→ INSTRUCTIONS FOR THE TASK:
Filter the lines below, copying only those with the string "AuthScheme".

→ RECORD EXCERPTS:
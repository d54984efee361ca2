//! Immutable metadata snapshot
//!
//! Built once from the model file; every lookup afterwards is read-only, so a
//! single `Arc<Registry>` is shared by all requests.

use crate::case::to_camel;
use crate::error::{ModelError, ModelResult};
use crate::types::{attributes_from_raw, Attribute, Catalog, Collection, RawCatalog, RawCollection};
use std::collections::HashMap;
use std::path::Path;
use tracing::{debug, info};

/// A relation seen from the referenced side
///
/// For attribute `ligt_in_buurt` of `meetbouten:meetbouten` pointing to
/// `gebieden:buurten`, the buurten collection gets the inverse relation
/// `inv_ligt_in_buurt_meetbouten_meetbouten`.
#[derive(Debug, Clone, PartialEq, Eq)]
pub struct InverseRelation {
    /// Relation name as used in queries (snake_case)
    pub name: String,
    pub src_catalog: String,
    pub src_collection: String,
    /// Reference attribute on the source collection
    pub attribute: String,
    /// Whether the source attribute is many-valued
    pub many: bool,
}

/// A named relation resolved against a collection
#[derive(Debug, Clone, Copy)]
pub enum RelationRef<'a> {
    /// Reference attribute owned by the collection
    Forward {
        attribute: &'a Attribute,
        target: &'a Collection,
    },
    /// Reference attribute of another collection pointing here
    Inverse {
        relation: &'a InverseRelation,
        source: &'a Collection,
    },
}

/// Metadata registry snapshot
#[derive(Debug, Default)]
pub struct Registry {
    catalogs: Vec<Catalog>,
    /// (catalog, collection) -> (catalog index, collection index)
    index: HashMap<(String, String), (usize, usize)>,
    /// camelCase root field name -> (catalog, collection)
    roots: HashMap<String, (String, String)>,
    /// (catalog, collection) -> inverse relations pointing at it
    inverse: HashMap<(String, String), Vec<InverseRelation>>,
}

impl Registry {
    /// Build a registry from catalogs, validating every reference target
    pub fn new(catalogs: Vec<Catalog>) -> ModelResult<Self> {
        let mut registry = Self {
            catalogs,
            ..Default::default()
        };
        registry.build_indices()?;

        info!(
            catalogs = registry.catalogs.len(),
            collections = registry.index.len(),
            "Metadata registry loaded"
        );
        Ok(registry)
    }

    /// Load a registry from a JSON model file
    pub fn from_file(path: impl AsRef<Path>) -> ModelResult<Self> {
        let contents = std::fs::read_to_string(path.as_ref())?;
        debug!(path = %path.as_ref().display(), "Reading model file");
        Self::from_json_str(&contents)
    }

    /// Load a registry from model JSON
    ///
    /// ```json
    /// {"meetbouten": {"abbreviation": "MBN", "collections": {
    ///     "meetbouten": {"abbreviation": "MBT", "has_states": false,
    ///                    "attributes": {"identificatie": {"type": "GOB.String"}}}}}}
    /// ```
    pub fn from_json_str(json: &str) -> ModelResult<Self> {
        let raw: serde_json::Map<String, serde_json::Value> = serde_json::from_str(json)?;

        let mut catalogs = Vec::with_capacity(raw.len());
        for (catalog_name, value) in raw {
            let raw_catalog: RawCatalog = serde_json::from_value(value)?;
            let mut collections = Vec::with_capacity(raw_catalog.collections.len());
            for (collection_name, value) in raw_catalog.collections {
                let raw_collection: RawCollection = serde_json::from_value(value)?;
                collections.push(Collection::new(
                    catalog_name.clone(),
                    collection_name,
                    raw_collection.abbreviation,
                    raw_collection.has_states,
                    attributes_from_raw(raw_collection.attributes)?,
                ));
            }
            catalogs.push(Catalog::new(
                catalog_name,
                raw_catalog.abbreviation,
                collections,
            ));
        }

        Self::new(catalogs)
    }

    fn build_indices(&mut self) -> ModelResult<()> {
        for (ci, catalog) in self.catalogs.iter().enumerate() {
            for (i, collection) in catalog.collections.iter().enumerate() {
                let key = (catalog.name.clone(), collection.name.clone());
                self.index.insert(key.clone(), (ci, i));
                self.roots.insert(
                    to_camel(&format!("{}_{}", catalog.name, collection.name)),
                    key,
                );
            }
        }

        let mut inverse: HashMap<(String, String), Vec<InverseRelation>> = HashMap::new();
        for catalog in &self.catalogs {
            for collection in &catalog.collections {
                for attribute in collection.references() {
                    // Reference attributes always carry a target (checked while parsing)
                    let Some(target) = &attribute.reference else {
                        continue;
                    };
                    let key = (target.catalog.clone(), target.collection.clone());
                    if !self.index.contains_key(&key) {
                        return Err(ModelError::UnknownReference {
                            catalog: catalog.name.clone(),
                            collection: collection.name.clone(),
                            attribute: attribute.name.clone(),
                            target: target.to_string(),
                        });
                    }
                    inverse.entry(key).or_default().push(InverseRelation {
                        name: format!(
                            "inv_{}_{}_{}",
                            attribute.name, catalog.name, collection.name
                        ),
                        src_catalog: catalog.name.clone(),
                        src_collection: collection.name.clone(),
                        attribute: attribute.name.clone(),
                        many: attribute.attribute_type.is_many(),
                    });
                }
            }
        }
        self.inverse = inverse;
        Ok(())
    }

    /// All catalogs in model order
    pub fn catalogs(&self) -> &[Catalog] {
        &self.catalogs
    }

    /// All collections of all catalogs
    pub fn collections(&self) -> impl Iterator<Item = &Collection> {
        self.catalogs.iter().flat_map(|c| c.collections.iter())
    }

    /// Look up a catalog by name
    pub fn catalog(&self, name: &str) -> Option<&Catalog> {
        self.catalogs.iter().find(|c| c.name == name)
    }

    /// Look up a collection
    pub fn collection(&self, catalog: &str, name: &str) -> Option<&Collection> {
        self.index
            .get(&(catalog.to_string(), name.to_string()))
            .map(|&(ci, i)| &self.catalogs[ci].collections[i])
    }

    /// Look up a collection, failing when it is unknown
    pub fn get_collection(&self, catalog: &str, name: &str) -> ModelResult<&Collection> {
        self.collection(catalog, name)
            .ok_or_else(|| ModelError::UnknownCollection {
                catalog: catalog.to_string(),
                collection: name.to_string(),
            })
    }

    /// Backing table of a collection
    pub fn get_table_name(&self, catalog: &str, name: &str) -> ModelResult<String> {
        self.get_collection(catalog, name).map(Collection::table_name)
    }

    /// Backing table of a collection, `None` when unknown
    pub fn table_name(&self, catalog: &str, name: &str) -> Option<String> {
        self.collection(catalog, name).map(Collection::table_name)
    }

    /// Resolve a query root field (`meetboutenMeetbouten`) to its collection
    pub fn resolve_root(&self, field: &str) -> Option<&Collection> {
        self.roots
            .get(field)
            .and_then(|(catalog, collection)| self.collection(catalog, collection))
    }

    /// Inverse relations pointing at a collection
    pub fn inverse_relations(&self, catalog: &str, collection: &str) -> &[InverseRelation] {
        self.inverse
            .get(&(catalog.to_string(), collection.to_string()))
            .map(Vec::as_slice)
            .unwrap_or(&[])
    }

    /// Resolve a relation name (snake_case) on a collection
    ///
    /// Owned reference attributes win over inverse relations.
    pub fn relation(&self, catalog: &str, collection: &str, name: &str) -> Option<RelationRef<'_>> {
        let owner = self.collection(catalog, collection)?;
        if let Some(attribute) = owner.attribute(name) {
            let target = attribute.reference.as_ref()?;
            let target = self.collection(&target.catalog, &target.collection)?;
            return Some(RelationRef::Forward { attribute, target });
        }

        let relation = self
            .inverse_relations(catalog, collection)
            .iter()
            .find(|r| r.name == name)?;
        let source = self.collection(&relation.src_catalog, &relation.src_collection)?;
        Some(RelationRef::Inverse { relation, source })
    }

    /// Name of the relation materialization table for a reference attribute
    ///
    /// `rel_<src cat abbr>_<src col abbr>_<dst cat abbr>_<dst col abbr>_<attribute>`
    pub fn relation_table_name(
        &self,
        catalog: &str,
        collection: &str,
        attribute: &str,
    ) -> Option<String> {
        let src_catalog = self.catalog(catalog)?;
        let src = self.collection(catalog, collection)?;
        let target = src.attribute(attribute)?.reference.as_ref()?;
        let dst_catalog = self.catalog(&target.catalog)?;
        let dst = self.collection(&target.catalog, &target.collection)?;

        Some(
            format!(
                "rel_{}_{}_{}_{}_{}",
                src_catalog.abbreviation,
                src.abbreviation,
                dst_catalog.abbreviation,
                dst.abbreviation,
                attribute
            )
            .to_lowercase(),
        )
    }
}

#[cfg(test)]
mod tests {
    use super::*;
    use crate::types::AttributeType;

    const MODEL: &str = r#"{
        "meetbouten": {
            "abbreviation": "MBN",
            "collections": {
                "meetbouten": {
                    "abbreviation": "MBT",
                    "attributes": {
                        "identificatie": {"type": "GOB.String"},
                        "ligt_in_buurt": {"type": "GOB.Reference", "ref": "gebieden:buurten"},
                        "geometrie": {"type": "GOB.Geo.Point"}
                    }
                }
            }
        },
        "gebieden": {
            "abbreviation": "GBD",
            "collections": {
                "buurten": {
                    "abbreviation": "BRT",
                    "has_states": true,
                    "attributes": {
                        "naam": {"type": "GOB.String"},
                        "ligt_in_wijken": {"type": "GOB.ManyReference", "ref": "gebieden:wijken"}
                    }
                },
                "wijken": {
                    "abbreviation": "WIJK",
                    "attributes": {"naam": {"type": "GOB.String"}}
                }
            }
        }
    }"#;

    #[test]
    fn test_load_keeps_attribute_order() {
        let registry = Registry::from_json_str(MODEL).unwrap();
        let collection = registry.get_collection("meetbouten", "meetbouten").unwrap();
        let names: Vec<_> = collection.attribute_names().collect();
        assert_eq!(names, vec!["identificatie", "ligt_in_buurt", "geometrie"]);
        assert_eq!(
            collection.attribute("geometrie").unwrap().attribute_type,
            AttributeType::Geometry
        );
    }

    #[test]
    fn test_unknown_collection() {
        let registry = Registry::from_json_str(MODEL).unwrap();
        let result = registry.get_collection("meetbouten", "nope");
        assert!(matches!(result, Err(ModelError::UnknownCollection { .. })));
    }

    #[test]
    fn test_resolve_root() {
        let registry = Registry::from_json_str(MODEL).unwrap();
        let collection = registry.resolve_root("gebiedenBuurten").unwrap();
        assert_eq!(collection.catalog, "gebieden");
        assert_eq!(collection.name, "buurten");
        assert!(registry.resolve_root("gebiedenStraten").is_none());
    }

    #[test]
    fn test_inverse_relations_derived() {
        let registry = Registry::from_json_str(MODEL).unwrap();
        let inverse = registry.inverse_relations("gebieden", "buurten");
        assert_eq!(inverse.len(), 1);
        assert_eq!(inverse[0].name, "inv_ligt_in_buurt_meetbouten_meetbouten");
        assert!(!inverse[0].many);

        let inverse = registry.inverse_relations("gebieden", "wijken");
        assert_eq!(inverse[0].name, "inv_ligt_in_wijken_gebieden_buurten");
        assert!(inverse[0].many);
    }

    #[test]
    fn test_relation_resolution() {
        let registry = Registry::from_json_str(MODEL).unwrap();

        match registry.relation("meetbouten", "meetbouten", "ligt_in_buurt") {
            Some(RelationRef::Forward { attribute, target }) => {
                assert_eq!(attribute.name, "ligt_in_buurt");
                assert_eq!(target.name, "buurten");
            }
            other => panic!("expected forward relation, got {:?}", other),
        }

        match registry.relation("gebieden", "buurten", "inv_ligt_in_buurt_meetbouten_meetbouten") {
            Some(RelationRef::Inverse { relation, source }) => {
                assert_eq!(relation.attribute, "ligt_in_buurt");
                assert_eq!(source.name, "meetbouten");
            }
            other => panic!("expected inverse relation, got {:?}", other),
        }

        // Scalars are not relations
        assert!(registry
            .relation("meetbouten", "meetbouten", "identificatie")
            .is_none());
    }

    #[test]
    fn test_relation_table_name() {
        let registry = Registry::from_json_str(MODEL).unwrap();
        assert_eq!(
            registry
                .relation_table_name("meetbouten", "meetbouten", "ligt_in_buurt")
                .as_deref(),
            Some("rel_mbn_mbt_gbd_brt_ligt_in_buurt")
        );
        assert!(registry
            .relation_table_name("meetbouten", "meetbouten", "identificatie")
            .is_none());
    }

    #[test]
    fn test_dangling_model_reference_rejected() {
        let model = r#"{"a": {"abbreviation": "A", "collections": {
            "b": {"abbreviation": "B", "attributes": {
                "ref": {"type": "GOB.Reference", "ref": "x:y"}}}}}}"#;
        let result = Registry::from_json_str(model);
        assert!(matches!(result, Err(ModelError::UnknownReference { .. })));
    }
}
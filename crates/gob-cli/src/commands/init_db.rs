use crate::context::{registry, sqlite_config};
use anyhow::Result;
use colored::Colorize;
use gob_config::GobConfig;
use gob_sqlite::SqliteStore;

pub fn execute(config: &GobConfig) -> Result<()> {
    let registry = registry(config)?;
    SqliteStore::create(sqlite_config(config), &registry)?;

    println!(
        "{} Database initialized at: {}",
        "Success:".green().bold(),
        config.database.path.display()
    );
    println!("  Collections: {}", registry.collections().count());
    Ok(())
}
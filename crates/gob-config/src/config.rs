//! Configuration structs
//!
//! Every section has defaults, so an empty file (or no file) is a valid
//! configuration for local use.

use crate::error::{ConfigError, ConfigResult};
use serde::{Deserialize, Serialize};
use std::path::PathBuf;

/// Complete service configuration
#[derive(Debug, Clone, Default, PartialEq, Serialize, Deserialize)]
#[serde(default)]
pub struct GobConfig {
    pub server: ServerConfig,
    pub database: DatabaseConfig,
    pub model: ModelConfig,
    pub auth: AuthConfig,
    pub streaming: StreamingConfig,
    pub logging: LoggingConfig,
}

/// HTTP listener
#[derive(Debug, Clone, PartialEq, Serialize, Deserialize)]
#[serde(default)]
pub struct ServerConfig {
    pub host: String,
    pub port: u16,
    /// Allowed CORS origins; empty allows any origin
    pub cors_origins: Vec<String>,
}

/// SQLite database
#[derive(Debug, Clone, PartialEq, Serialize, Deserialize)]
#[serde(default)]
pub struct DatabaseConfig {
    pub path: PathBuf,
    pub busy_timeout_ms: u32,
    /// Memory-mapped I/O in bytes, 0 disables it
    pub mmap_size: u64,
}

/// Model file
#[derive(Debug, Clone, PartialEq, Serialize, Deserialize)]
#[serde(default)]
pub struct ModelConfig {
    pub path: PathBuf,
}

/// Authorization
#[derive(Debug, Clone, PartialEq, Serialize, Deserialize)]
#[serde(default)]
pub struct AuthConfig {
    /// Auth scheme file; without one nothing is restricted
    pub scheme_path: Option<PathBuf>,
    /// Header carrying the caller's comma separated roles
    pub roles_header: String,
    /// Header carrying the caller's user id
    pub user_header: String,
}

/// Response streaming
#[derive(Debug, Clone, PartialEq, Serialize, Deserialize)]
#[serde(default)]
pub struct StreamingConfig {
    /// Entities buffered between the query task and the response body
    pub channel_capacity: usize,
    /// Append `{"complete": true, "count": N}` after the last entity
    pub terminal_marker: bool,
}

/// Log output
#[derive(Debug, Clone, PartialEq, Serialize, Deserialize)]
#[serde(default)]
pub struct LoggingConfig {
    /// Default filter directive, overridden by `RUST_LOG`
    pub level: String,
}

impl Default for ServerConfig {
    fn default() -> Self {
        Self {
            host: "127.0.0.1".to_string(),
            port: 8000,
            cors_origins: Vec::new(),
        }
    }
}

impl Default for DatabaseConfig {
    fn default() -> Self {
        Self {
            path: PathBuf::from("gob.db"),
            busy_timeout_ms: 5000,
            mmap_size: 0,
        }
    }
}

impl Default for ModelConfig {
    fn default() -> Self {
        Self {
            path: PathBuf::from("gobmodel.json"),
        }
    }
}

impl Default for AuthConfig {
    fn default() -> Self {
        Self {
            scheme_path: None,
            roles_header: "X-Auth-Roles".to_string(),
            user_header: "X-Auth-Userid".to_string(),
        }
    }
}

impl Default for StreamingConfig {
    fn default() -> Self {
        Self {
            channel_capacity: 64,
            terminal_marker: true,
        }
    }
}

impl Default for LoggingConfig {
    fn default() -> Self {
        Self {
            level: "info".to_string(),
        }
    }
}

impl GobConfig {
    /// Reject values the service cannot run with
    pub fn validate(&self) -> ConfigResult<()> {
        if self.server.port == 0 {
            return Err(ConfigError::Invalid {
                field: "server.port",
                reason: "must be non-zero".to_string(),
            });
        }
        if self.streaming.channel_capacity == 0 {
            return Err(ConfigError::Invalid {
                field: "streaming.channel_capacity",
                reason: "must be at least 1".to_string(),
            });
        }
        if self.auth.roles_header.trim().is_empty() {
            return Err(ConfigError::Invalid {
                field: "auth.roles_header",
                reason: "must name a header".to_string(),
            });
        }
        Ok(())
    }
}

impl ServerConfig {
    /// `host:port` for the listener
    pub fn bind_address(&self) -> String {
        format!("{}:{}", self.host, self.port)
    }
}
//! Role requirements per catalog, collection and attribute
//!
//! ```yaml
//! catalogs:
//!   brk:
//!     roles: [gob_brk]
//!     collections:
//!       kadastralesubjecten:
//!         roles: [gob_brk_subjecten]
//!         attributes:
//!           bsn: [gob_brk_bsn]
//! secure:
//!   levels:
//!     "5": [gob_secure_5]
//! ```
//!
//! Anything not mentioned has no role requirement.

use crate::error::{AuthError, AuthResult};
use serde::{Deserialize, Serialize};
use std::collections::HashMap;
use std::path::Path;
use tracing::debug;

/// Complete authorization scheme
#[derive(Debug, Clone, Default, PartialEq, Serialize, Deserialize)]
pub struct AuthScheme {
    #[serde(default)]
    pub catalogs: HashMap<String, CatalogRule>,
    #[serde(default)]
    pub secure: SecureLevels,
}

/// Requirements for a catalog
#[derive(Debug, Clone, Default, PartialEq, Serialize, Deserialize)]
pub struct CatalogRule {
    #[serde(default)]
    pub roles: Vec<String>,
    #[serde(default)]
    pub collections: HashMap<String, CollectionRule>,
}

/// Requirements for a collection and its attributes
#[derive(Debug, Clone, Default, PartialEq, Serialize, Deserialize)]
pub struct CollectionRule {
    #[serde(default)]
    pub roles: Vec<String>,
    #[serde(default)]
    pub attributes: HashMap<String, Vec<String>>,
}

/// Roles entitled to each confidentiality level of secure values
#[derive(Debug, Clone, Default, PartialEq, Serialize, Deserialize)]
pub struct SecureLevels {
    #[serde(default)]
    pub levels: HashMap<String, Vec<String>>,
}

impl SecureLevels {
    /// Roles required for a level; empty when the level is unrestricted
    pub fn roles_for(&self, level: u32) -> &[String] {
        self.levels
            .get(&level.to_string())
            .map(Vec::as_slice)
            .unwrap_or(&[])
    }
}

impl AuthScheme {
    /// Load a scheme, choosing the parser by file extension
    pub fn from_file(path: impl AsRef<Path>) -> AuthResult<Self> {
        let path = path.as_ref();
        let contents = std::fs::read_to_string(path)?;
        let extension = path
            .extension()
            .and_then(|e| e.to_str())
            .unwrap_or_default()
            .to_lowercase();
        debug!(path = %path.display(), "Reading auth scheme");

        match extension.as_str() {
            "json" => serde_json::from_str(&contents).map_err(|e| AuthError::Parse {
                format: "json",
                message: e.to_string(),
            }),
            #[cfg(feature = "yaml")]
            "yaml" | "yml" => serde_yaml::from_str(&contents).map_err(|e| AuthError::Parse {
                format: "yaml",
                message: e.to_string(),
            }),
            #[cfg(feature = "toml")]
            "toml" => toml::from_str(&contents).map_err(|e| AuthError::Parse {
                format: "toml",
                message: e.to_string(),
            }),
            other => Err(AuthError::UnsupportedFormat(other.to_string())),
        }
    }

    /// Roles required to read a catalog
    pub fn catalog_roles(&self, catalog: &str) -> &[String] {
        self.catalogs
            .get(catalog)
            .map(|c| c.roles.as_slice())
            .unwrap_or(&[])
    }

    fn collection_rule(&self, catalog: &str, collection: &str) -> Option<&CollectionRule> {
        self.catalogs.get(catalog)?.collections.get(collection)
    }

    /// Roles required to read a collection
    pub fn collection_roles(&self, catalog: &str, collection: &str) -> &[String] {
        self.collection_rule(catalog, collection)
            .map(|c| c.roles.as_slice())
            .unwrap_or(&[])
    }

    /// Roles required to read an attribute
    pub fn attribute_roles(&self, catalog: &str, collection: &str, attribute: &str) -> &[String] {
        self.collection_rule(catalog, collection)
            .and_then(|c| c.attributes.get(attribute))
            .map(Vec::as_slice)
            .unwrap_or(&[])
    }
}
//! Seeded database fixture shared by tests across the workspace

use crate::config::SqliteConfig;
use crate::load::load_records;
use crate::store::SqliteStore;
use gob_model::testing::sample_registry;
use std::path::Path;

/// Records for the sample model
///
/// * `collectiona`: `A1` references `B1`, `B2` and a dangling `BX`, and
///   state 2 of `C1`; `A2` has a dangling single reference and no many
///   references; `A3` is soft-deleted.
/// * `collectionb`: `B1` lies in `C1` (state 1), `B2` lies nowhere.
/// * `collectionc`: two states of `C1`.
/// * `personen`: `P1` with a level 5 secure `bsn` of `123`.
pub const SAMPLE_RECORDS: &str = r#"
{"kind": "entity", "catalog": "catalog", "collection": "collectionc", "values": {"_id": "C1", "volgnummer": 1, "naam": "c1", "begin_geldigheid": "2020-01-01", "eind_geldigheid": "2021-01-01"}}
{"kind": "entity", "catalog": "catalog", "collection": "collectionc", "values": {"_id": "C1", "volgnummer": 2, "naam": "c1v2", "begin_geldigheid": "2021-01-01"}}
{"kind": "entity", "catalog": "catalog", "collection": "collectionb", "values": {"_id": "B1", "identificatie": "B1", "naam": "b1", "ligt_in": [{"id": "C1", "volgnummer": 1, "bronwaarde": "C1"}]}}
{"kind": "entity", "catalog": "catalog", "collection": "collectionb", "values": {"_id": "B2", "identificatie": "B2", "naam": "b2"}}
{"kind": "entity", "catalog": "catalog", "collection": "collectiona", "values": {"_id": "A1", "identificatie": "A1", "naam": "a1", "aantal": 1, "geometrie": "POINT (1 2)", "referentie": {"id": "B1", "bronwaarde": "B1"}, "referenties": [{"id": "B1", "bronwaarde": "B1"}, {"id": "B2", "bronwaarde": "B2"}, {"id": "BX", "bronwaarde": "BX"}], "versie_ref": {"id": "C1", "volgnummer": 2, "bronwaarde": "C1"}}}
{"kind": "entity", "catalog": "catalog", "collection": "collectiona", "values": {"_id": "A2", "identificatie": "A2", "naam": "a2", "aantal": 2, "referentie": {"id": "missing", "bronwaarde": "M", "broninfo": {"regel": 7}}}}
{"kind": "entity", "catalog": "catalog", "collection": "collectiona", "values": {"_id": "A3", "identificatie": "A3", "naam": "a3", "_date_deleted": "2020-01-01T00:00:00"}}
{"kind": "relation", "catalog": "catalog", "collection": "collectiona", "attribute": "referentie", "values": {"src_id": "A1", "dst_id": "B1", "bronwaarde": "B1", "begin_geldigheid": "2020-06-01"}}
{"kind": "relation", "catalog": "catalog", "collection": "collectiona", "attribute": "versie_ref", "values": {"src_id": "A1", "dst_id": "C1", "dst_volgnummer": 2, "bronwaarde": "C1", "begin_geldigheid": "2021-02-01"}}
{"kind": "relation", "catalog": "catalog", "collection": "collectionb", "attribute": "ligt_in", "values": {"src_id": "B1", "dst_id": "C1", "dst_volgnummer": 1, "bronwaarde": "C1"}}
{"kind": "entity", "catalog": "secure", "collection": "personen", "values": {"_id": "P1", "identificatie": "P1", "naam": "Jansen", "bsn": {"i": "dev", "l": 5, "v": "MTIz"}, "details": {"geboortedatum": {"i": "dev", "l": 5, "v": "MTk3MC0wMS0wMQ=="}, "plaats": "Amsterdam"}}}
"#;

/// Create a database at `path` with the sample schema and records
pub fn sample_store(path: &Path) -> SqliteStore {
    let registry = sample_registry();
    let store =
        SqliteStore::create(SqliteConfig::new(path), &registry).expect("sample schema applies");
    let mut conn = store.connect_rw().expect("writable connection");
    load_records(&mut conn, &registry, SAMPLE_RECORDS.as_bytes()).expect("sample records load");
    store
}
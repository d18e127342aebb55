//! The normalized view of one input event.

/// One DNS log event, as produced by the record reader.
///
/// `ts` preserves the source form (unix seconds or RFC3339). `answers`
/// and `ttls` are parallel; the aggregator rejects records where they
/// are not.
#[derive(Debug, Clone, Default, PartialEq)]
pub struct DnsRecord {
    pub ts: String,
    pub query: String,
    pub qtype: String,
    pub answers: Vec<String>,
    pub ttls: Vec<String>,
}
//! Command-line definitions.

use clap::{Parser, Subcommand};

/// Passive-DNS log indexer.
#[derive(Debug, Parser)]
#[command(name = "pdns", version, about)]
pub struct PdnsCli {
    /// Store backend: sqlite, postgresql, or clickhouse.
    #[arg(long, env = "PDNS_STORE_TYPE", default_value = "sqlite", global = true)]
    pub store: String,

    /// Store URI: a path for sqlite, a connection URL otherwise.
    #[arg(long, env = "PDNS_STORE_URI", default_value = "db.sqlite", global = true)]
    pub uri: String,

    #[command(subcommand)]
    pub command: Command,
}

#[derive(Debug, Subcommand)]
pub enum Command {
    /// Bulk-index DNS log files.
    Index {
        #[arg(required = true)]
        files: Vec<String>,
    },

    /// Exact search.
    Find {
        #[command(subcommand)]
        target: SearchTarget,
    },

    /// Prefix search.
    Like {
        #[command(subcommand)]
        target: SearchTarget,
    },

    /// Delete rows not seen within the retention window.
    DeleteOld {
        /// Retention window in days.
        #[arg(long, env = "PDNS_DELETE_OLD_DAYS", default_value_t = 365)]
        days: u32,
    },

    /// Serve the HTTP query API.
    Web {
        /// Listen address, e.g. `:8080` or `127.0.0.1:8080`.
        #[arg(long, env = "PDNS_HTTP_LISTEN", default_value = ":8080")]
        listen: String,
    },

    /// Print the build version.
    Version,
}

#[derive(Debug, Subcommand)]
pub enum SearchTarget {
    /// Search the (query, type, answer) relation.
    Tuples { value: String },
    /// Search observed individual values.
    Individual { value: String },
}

→ TASK SOLUTION:
pub struct AuthScheme {
impl AuthScheme {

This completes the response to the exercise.